Background: The Zn(II)-binding site from the active center of human carbonic anhydrase II, formed by three His side chains, can be grafted onto the recombinant serum retinol-binding protein (RBP). The artificial binding site in the resulting variant RBP/H3(A) has high affinity for Zn(II) and stabilizes the protein against denaturation.
Results: The metal-ion specificity of the grafted Zn(II) binding site in RBP/H3(A) was investigated. Both Cu(II) and Ni(II) bound with high affinity, although the Kd values were not as low as for Zn(II) binding. Competition experiments with the chelate ligands iminodiacetic acid (IDA) and nitrilotriacetic acid (NTA) suggested that both Ni(II) and Cu(II) bound to the protein in an octahedral manner with three vacant coordination sites, as previously observed for Zn(II). A substituted pyrrolidine-dicarboxylic acid was designed as a structurally rigid IDA compound and coupled to a matrix. Using this support in an immobilized metal affinity chromatography (IMAC), RBP/H3(A) was purified from the bacterial cell extract in one step with unprecedented efficiency.

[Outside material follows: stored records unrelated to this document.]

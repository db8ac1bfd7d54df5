// Copyright 2025
// SPDX-License-Identifier: Apache-2.0
//
// Error types for the PII filter

use thiserror::Error;

/// Errors raised while building a detector or loading its configuration.
///
/// Detection itself never fails; these only surface from construction paths.
#[derive(Debug, Error)]
pub enum PiiError {
    /// Malformed configuration document
    #[error("Invalid config: {0}")]
    Config(#[from] serde_json::Error),

    /// Configuration file could not be read
    #[error("Failed to read config file '{path}': {source}")]
    ConfigFile {
        path: String,
        #[source]
        source: std::io::Error,
    },

    /// A regex failed to compile
    #[error("Failed to compile pattern '{pattern}': {source}")]
    InvalidPattern {
        pattern: String,
        #[source]
        source: regex::Error,
    },
}

/// Failures of the statistical recognizer.
///
/// These are logged by the orchestrator and turned into "no spans from this
/// source"; they never propagate out of `detect` or `mask`.
#[derive(Debug, Error)]
pub enum StatisticalError {
    /// Model handle could not be initialized
    #[error("Model load failed: {0}")]
    ModelLoad(String),

    /// Inference call failed
    #[error("Inference failed: {0}")]
    Inference(String),

    /// Deadline elapsed before the model answered
    #[error("Statistical recognizer timed out after {0}ms")]
    Timeout(u64),
}
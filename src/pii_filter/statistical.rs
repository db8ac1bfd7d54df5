// Copyright 2025
// SPDX-License-Identifier: Apache-2.0
//
// Statistical (NER) recognizer boundary: model seam, single-load guard,
// deadline handling, label mapping and fusion of adjacent predictions

use async_trait::async_trait;
use serde::{Deserialize, Serialize};
use std::sync::Arc;
use std::time::Duration;
use tokio::sync::OnceCell;

use super::config::Category;
use super::error::StatisticalError;
use super::span::{Source, Span};

/// Predictions below this score are dropped before fusion
pub const SCORE_FLOOR: f64 = 0.5;

const PERSON_BOOST: f64 = 1.1;
const PERSON_CAP: f64 = 0.95;
const ADDRESS_PENALTY: f64 = 0.8;

/// One token-level prediction returned by a model
#[derive(Debug, Clone, PartialEq, Serialize, Deserialize)]
pub struct TokenPrediction {
    pub label: String,
    pub score: f64,
    pub start: usize,
    pub end: usize,
}

impl TokenPrediction {
    pub fn new(label: impl Into<String>, score: f64, start: usize, end: usize) -> Self {
        Self {
            label: label.into(),
            score,
            start,
            end,
        }
    }
}

/// A loaded entity model
#[async_trait]
pub trait EntityModel: Send + Sync {
    async fn predict(&self, text: &str) -> Result<Vec<TokenPrediction>, StatisticalError>;
}

/// Produces the model handle; invoked at most once per successful load
#[async_trait]
pub trait ModelLoader: Send + Sync {
    async fn load(&self) -> Result<Arc<dyn EntityModel>, StatisticalError>;
}

/// Statistical recognizer wrapping a lazily loaded model.
///
/// The load runs on a detached task, so a caller whose deadline expires stops
/// waiting without cancelling it. Concurrent callers wait on the same
/// in-flight load. A failed load leaves the handle empty so a later call can
/// retry.
///
/// Needs a tokio runtime with the time driver enabled.
pub struct StatisticalRecognizer {
    loader: Option<Arc<dyn ModelLoader>>,
    model: Arc<OnceCell<Arc<dyn EntityModel>>>,
}

impl StatisticalRecognizer {
    pub fn new(loader: Arc<dyn ModelLoader>) -> Self {
        Self {
            loader: Some(loader),
            model: Arc::new(OnceCell::new()),
        }
    }

    /// Use an already loaded model
    pub fn with_model(model: Arc<dyn EntityModel>) -> Self {
        Self {
            loader: None,
            model: Arc::new(OnceCell::new_with(Some(model))),
        }
    }

    pub fn is_loaded(&self) -> bool {
        self.model.initialized()
    }

    async fn model(&self) -> Result<Arc<dyn EntityModel>, StatisticalError> {
        if let Some(model) = self.model.get() {
            return Ok(Arc::clone(model));
        }

        let loader = self
            .loader
            .clone()
            .ok_or_else(|| StatisticalError::ModelLoad("no model loader".to_string()))?;
        let cell = Arc::clone(&self.model);

        // Only one task runs the loader at a time; the rest wait on the cell
        // and pick up its value.
        let load = tokio::spawn(async move {
            cell.get_or_try_init(|| async {
                tracing::info!("Loading statistical model");
                let model = loader.load().await?;
                tracing::info!("Statistical model ready");
                Ok::<_, StatisticalError>(model)
            })
            .await
            .cloned()
        });

        load.await
            .map_err(|e| StatisticalError::ModelLoad(format!("load task failed: {}", e)))?
    }

    /// Raw predictions, bounded by `timeout`. Anything arriving later is dropped.
    ///
    /// The deadline covers the wait for the model, never the load itself.
    pub async fn predict(
        &self,
        text: &str,
        timeout: Duration,
    ) -> Result<Vec<TokenPrediction>, StatisticalError> {
        let call = async {
            let model = self.model().await?;
            model.predict(text).await
        };

        tokio::time::timeout(timeout, call)
            .await
            .map_err(|_| StatisticalError::Timeout(timeout.as_millis() as u64))?
    }

    /// Mapped and fused spans; any failure yields no spans
    pub async fn recognize(&self, text: &str, timeout: Duration) -> Vec<Span> {
        match self.predict(text, timeout).await {
            Ok(predictions) => {
                let spans = spans_from_predictions(text, &predictions);
                tracing::debug!(
                    predictions = predictions.len(),
                    count = spans.len(),
                    "Statistical recognizer finished"
                );
                spans
            }
            Err(e) => {
                tracing::warn!(error = %e, "Statistical recognizer contributed no spans");
                Vec::new()
            }
        }
    }
}

impl std::fmt::Debug for StatisticalRecognizer {
    fn fmt(&self, f: &mut std::fmt::Formatter<'_>) -> std::fmt::Result {
        f.debug_struct("StatisticalRecognizer")
            .field("loaded", &self.is_loaded())
            .finish()
    }
}

/// Map a model label to a category. The flag marks person-derived labels.
pub fn map_label(label: &str) -> Option<(Category, bool)> {
    let upper = label.trim().to_ascii_uppercase();
    let bare = ["B-", "I-", "E-", "S-", "L-", "U-"]
        .iter()
        .find_map(|prefix| upper.strip_prefix(prefix))
        .unwrap_or(&upper);

    match bare {
        "PER" | "PERSON" => Some((Category::Name, true)),
        "ORG" | "ORGANIZATION" => Some((Category::Name, false)),
        "LOC" | "LOCATION" => Some((Category::Address, false)),
        "MISC" | "MISCELLANEOUS" => Some((Category::Name, false)),
        _ => None,
    }
}

struct FusedPrediction {
    category: Category,
    from_person: bool,
    start: usize,
    end: usize,
    scores: Vec<f64>,
}

/// Turn raw predictions into spans.
///
/// Drops unmapped labels, low scores and invalid offsets, then fuses
/// same-category predictions that touch or overlap.
pub fn spans_from_predictions(text: &str, predictions: &[TokenPrediction]) -> Vec<Span> {
    let mut mapped: Vec<(Category, bool, &TokenPrediction)> = predictions
        .iter()
        .filter(|p| p.score >= SCORE_FLOOR)
        .filter(|p| {
            p.start < p.end
                && p.end <= text.len()
                && text.is_char_boundary(p.start)
                && text.is_char_boundary(p.end)
        })
        .filter_map(|p| map_label(&p.label).map(|(category, person)| (category, person, p)))
        .collect();
    mapped.sort_by_key(|(_, _, p)| (p.start, p.end));

    let mut fused: Vec<FusedPrediction> = Vec::new();
    for (category, person, prediction) in mapped {
        let score = prediction.score.min(1.0);
        if let Some(last) = fused.last_mut() {
            if last.category == category && prediction.start <= last.end {
                last.end = last.end.max(prediction.end);
                last.from_person |= person;
                last.scores.push(score);
                continue;
            }
        }
        fused.push(FusedPrediction {
            category,
            from_person: person,
            start: prediction.start,
            end: prediction.end,
            scores: vec![score],
        });
    }

    fused
        .into_iter()
        .map(|group| {
            let mean = group.scores.iter().sum::<f64>() / group.scores.len() as f64;
            let confidence = match group.category {
                Category::Name if group.from_person => (mean * PERSON_BOOST).min(PERSON_CAP),
                Category::Address => mean * ADDRESS_PENALTY,
                _ => mean,
            };
            Span::from_text(
                text,
                group.category,
                group.start,
                group.end,
                confidence,
                Source::Statistical,
            )
        })
        .collect()
}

Conclusions: Although the His3 metal-binding site used here had been removed from the substrate pocket of an enzyme and exposed to solvent on a protein surface, it showed clear selectivity for Zn(II) compared to Cu(II) and Ni(II). Thus the properties of this structurally defined metal-binding site (which are not shared by isolated His residues or flexible oligo-His tags) can be preserved when it is added to proteins. An IMAC matrix with improved behaviour was designed, allowing highly selective purification of RBP/H3(A) and of His6-tagged RBP as well. Such rational design of supramolecular recognition may be generally useful in the fields of protein engineering and drug design.